That is the meaning I lend to it, you may lend a different one to it.

Without time (a construct) there is no meaning.




xssve -> RE: Human Consciousness - Meaningful or Meaningless? (6/25/2011 7:35:09 AM)

If you want to be a stickler about it, you can accurately observe that there are no absolutes, in the sense that nothing ever stands still, the universe is in a constant state of flux, and mathmatics only establishes theoretical stable points.

Presumably, it only stops at absolute Zero, but absolute Zero is, I believe, a strictly theoretical value - to be absolutely accurate, what you have empirically, is values approaching zero, or values approaching infinity, both theoretical values themselves.
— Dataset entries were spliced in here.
use agentkey_platform::Clipboard;

use crate::content::{InputContent, InputKind};
use crate::strategy::CaptureStrategy;

/// Captures text the user already copied to the clipboard.
///
/// A whitespace-only clipboard counts as unavailable.
pub struct TextSelectionStrategy;

impl TextSelectionStrategy {
    pub fn new() -> Self {
        Self
    }

    fn read_non_blank() -> Option<String> {
        let mut clipboard = Clipboard::new().ok()?;
        let text = clipboard.get_text().ok()?;
        let trimmed = text.trim();
        if trimmed.is_empty() {
            None
        } else {
            Some(trimmed.to_string())
        }
    }
}

impl Default for TextSelectionStrategy {
    fn default() -> Self {
        Self::new()
    }
}

impl CaptureStrategy for TextSelectionStrategy {
    fn kind(&self) -> InputKind {
        InputKind::TextSelection
    }

    fn is_available(&mut self) -> bool {
        Self::read_non_blank().is_some()
    }

    fn capture(&mut self) -> Option<InputContent> {
        let text = Self::read_non_blank()?;
        tracing::info!("captured clipboard text ({} chars)", text.len());
        Some(
            InputContent::new(InputKind::TextSelection)
                .with_meta("source", "clipboard")
                .with_meta("char_count", text.len())
                .with_meta("word_count", text.split_whitespace().count())
                .with_text(text),
        )
    }
}
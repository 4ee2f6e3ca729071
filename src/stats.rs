//! Process-wide usage counters
//!
//! The registry is the only writer. Counters are monotonic: they are never
//! reset or decremented, so successive snapshots never go backwards.

use serde::{Deserialize, Serialize};
use std::sync::atomic::{AtomicU64, Ordering};

/// Point-in-time view of the global counters
#[derive(Debug, Clone, Copy, Default, PartialEq, Eq, Serialize, Deserialize)]
pub struct GlobalStats {
    #[serde(rename = "total_urls")]
    pub total_links_created: u64,
    pub total_clicks: u64,
}

#[derive(Debug, Default)]
pub struct StatsAggregator {
    total_links_created: AtomicU64,
    total_clicks: AtomicU64,
}

impl StatsAggregator {
    pub fn new() -> Self {
        Self::default()
    }

    pub fn record_link_created(&self) {
        self.total_links_created.fetch_add(1, Ordering::Relaxed);
    }

    pub fn record_click(&self) {
        self.total_clicks.fetch_add(1, Ordering::Relaxed);
    }

    pub fn snapshot(&self) -> GlobalStats {
        GlobalStats {
            total_links_created: self.total_links_created.load(Ordering::Relaxed),
            total_clicks: self.total_clicks.load(Ordering::Relaxed),
        }
    }
}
So, in terms of meaning, what you have is values approaching universal meaning, and values approaching meaninglessness.

At this level of discourse, much of this is assumed, i.e, that absolutes are theoretical, otherwise, the conversation starts to look more like legalese, or navel gazing, but I'll allow as there are those who confuse "absolute" with "that which approaches universal meaning/non-meaning".

In Randist materialism for example, perception is considered absolute, "a rock is hard", they'll tell you (argument of self evidence), and if you argue about it (i.e., a rock is composed of electrical potentials orbiting other electrical potentials at such velocities it appears to be solid), they'll hit you in the head with it and say "see, I told you".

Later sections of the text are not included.